Project Summary
There is a critical need for the development of new therapies for lung cancer, as current treatments are ineffective
and the five-year survival rate remains below 20%. The immune infiltrate in the lung tumor microenvironment is
a promising target for anti-cancer therapy. Macrophages make up the majority of this immune population and
exist on a dynamic spectrum which can either be anti-cancer or cancer-promoting. In developed tumors, a pro-
inflammatory phenotype in macrophages is beneficial for an anti-tumor immune response. To survive in this
inflammatory environment, macrophages rely on cytoprotective mechanisms regulated by the Nrf2 pathway. This
pathway serves as a defense mechanism against oxidative stress and protects normal, healthy cells from
malignant transformation.
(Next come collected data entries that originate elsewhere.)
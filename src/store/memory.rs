use crate::core::LogEvent;
use crate::store::EventLogStore;
use std::io;

/// Bytes a record header occupies in the framed file format
const RECORD_HEADER_LEN: u64 = 28;

/// In-memory event log for tests and simulation
///
/// Byte positions are synthesized from the framed size each record would
/// occupy on disk, so indexes built over this store look like real ones.
/// Read failures can be injected to exercise error paths.
pub struct MemoryLogStore {
    events: Vec<LogEvent>,
    offsets: Vec<u64>,
    end_offset: u64,
    cursor: usize,
    fail_after: Option<usize>,
    reads: usize,
}

impl MemoryLogStore {
    /// Create a store over the given events, in log order
    pub fn new(events: Vec<LogEvent>) -> Self {
        let mut offsets = Vec::with_capacity(events.len());
        let mut position = 0u64;
        for event in &events {
            offsets.push(position);
            position +=
                RECORD_HEADER_LEN + event.channel.len() as u64 + event.payload.len() as u64;
        }
        Self {
            events,
            offsets,
            end_offset: position,
            cursor: 0,
            fail_after: None,
            reads: 0,
        }
    }

    /// Make the store report an I/O error after `reads` successful reads
    pub fn fail_after(mut self, reads: usize) -> Self {
        self.fail_after = Some(reads);
        self
    }
}

impl EventLogStore for MemoryLogStore {
    fn tell(&mut self) -> io::Result<u64> {
        Ok(self
            .offsets
            .get(self.cursor)
            .copied()
            .unwrap_or(self.end_offset))
    }

    fn read_next_event(&mut self) -> io::Result<Option<LogEvent>> {
        if let Some(limit) = self.fail_after {
            if self.reads >= limit {
                return Err(io::Error::new(
                    io::ErrorKind::Other,
                    "injected read failure",
                ));
            }
        }

        let event = self.events.get(self.cursor).cloned();
        if event.is_some() {
            self.cursor += 1;
            self.reads += 1;
        }
        Ok(event)
    }

    fn seek(&mut self, position: u64) -> io::Result<()> {
        if position == self.end_offset {
            self.cursor = self.events.len();
            return Ok(());
        }
        match self.offsets.binary_search(&position) {
            Ok(index) => {
                self.cursor = index;
                Ok(())
            }
            Err(_) => Err(io::Error::new(
                io::ErrorKind::InvalidInput,
                format!("no record starts at byte {}", position),
            )),
        }
    }
}

#[cfg(test)]
mod tests {
    use super::*;

    fn events() -> Vec<LogEvent> {
        vec![
            LogEvent::new("pose", 100, vec![1]),
            LogEvent::new("camera", 200, vec![2, 3]),
            LogEvent::new("pose", 300, vec![]),
        ]
    }

    #[test]
    fn reads_in_order_then_reports_end_of_log() {
        let mut store = MemoryLogStore::new(events());
        assert_eq!(store.read_next_event().unwrap().unwrap().timestamp, 100);
        assert_eq!(store.read_next_event().unwrap().unwrap().timestamp, 200);
        assert_eq!(store.read_next_event().unwrap().unwrap().timestamp, 300);
        assert!(store.read_next_event().unwrap().is_none());
    }

    #[test]
    fn tell_and_seek_round_trip() {
        let mut store = MemoryLogStore::new(events());
        store.read_next_event().unwrap();
        let second_pos = store.tell().unwrap();
        store.read_next_event().unwrap();
        store.read_next_event().unwrap();

        store.seek(second_pos).unwrap();
        assert_eq!(store.read_next_event().unwrap().unwrap().timestamp, 200);
    }

    #[test]
    fn seek_to_unknown_position_is_an_error() {
        let mut store = MemoryLogStore::new(events());
        assert!(store.seek(7).is_err());
    }

    #[test]
    fn injected_failure_surfaces_as_io_error() {
        let mut store = MemoryLogStore::new(events()).fail_after(1);
        assert!(store.read_next_event().is_ok());
        assert!(store.read_next_event().is_err());
    }
}
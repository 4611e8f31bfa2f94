use crate::error::ReplayError;
use crate::playback::ReplayEngine;
use crate::publish::Publisher;
use crate::store::EventLogStore;
use std::time::Duration;
use tokio::time::{interval, Instant, MissedTickBehavior};
use tracing::debug;

/// Wall-clock wake-up source for continuous playback
///
/// Ticks the engine at a fixed cadence, handing it the elapsed time since
/// the previous wake-up, until the engine reports playback is done. This is
/// the timer half of `start_playback`; any other driver (a UI loop, a test
/// harness) can call [`ReplayEngine::tick`] directly instead.
pub struct TickDriver {
    period: Duration,
}

impl TickDriver {
    /// Default tick cadence
    pub const DEFAULT_PERIOD: Duration = Duration::from_millis(10);

    pub fn new(period: Duration) -> Self {
        Self { period }
    }

    /// Tick the engine until it reports playback is done
    ///
    /// Each wake-up does one bounded `tick`; the engine never blocks waiting
    /// for time to pass. Errors from a tick stop the driver and propagate.
    pub async fn run<S, P>(&self, engine: &mut ReplayEngine<S, P>) -> Result<(), ReplayError>
    where
        S: EventLogStore,
        P: Publisher,
    {
        let mut ticks = interval(self.period);
        ticks.set_missed_tick_behavior(MissedTickBehavior::Delay);

        let mut last = Instant::now();
        loop {
            let now = ticks.tick().await;
            let elapsed = now - last;
            last = now;

            if !engine.tick(elapsed)? {
                debug!("tick driver finished");
                return Ok(());
            }
        }
    }
}

impl Default for TickDriver {
    fn default() -> Self {
        Self::new(Self::DEFAULT_PERIOD)
    }
}

#[cfg(test)]
mod tests {
    use super::*;
    use crate::core::LogEvent;
    use crate::index::LogIndex;
    use crate::playback::PlaybackState;
    use crate::publish::MemoryPublisher;
    use crate::store::MemoryLogStore;

    #[tokio::test]
    async fn drives_playback_to_completion() {
        let events: Vec<LogEvent> = [0i64, 1_000_000, 2_500_000]
            .iter()
            .enumerate()
            .map(|(i, &t)| LogEvent::new(format!("chan{}", i), t, vec![i as u8]))
            .collect();
        let mut store = MemoryLogStore::new(events);
        let index = LogIndex::build(&mut store).unwrap();
        let mut engine = ReplayEngine::new(store, MemoryPublisher::new(), index);

        // 2.5s of log time at 1000x finishes within a few wall-clock ticks
        engine.set_playback_factor(1000.0).unwrap();
        let end = engine.end_time().unwrap();
        engine.start_playback(0.0, end).unwrap();

        TickDriver::new(Duration::from_millis(1))
            .run(&mut engine)
            .await
            .unwrap();

        assert_eq!(engine.state(), PlaybackState::Idle);
        assert_eq!(engine.publisher_mut().take_published().len(), 3);
    }

    #[tokio::test]
    async fn returns_immediately_for_an_idle_engine() {
        let mut store = MemoryLogStore::new(vec![LogEvent::new("chan0", 0, vec![0])]);
        let index = LogIndex::build(&mut store).unwrap();
        let mut engine = ReplayEngine::new(store, MemoryPublisher::new(), index);

        // No start_playback: the first tick observes the idle state
        TickDriver::default().run(&mut engine).await.unwrap();
        assert!(engine.publisher_mut().take_published().is_empty());
    }
}
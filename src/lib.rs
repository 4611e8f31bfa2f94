//! Timed replay of recorded pub/sub event logs.
//!
//! A recorded log is scanned once into a [`LogIndex`] (parallel timestamps
//! and byte positions, normalized to start at relative time 0), then a
//! [`ReplayEngine`] seeks to arbitrary playback positions and republishes
//! events through an injected [`Publisher`] at a chosen speed. Continuous
//! playback is cooperative: an external wake-up source such as [`TickDriver`]
//! calls `tick(elapsed)` until the engine reports that the session boundary
//! has been reached.

pub mod core;
pub mod error;
pub mod index;
pub mod playback;
pub mod publish;
pub mod store;

pub use crate::core::LogEvent;
pub use crate::error::ReplayError;
pub use crate::index::{IndexBuilder, LogIndex};
pub use crate::playback::{PlaybackState, ReplayEngine, TickDriver};
pub use crate::publish::{ConsolePublisher, MemoryPublisher, Publisher};
pub use crate::store::{EventLogStore, FileLogStore, MemoryLogStore};
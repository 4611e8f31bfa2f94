use serde::{Deserialize, Serialize};

/// A single recorded pub/sub message
#[derive(Debug, Clone, PartialEq, Eq, Serialize, Deserialize)]
pub struct LogEvent {
    /// Channel the event was originally published on
    pub channel: String,

    /// Original timestamp in microseconds
    pub timestamp: i64,

    /// Raw payload bytes, opaque to the replay core
    pub payload: Vec<u8>,
}

impl LogEvent {
    /// Create a new log event
    pub fn new(channel: impl Into<String>, timestamp: i64, payload: Vec<u8>) -> Self {
        Self {
            channel: channel.into(),
            timestamp,
            payload,
        }
    }

    /// Get the timestamp in seconds
    pub fn timestamp_seconds(&self) -> f64 {
        self.timestamp as f64 * 1e-6
    }
}
pub mod file;
pub mod memory;

pub use file::FileLogStore;
pub use memory::MemoryLogStore;

use crate::core::LogEvent;
use std::io;

/// Sequential and random access over a recorded event log
///
/// The on-disk format is owned by the implementation; the replay core only
/// needs byte positions it can hand back to `seek`. Implementations:
/// - [`FileLogStore`] for framed log files on disk
/// - [`MemoryLogStore`] for tests and simulation
pub trait EventLogStore {
    /// Current read position in bytes
    fn tell(&mut self) -> io::Result<u64>;

    /// Read the next event, or `None` at a clean end-of-log
    fn read_next_event(&mut self) -> io::Result<Option<LogEvent>>;

    /// Reposition the read cursor to a byte position previously returned by
    /// [`tell`](Self::tell)
    fn seek(&mut self, position: u64) -> io::Result<()>;
}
While constitutive Nrf2 activation in tumor cells can aid tumor cell survival, the effect
that Nrf2 activation has on immune cells in the tumor microenvironment is surprisingly underexplored. Synthetic
derivatives of oleanane triterpenoids are the most potent known pharmacological activators of the Nrf2 pathway,
and the triterpenoid CDDO-Methyl ester (CDDO-Me) has potent anti-tumor activity in a preclinical mouse model
of lung cancer. Tumor-educated bone marrow-derived macrophages (BMDMs) increase pro-inflammatory
markers associated with an anti-tumor immune response and decrease pro-tumor chemotactic and angiogenic
factors when treated with CDDO-Me. Therefore, I hypothesize that by inducing an anti-tumor macrophage
phenotype within the tumor microenvironment, Nrf2 activation will decrease lung tumor burden. Aim 1 of this
proposal will determine if Nrf2 activation in macrophages increases their anti-tumor function. Aim 2 will evaluate
whether Nrf2 activation in tumor cells polarizes tumor-associated macrophages to promote tumor growth and if
pharmacological Nrf2 activation in the microenvironment can overcome the effect of Nrf2 activation in mutated
tumor cells to reduce tumor burden. This proposal includes a comprehensive training plan including didactic and
experimental learning in both in vitro and in vivo model systems, transcriptomics, genome editing, and novel in
vivo imaging techniques. Completion of the proposed studies will provide me with the necessary skills and
rigorous training needed for success as an independent and collaborative investigator in cancer biology.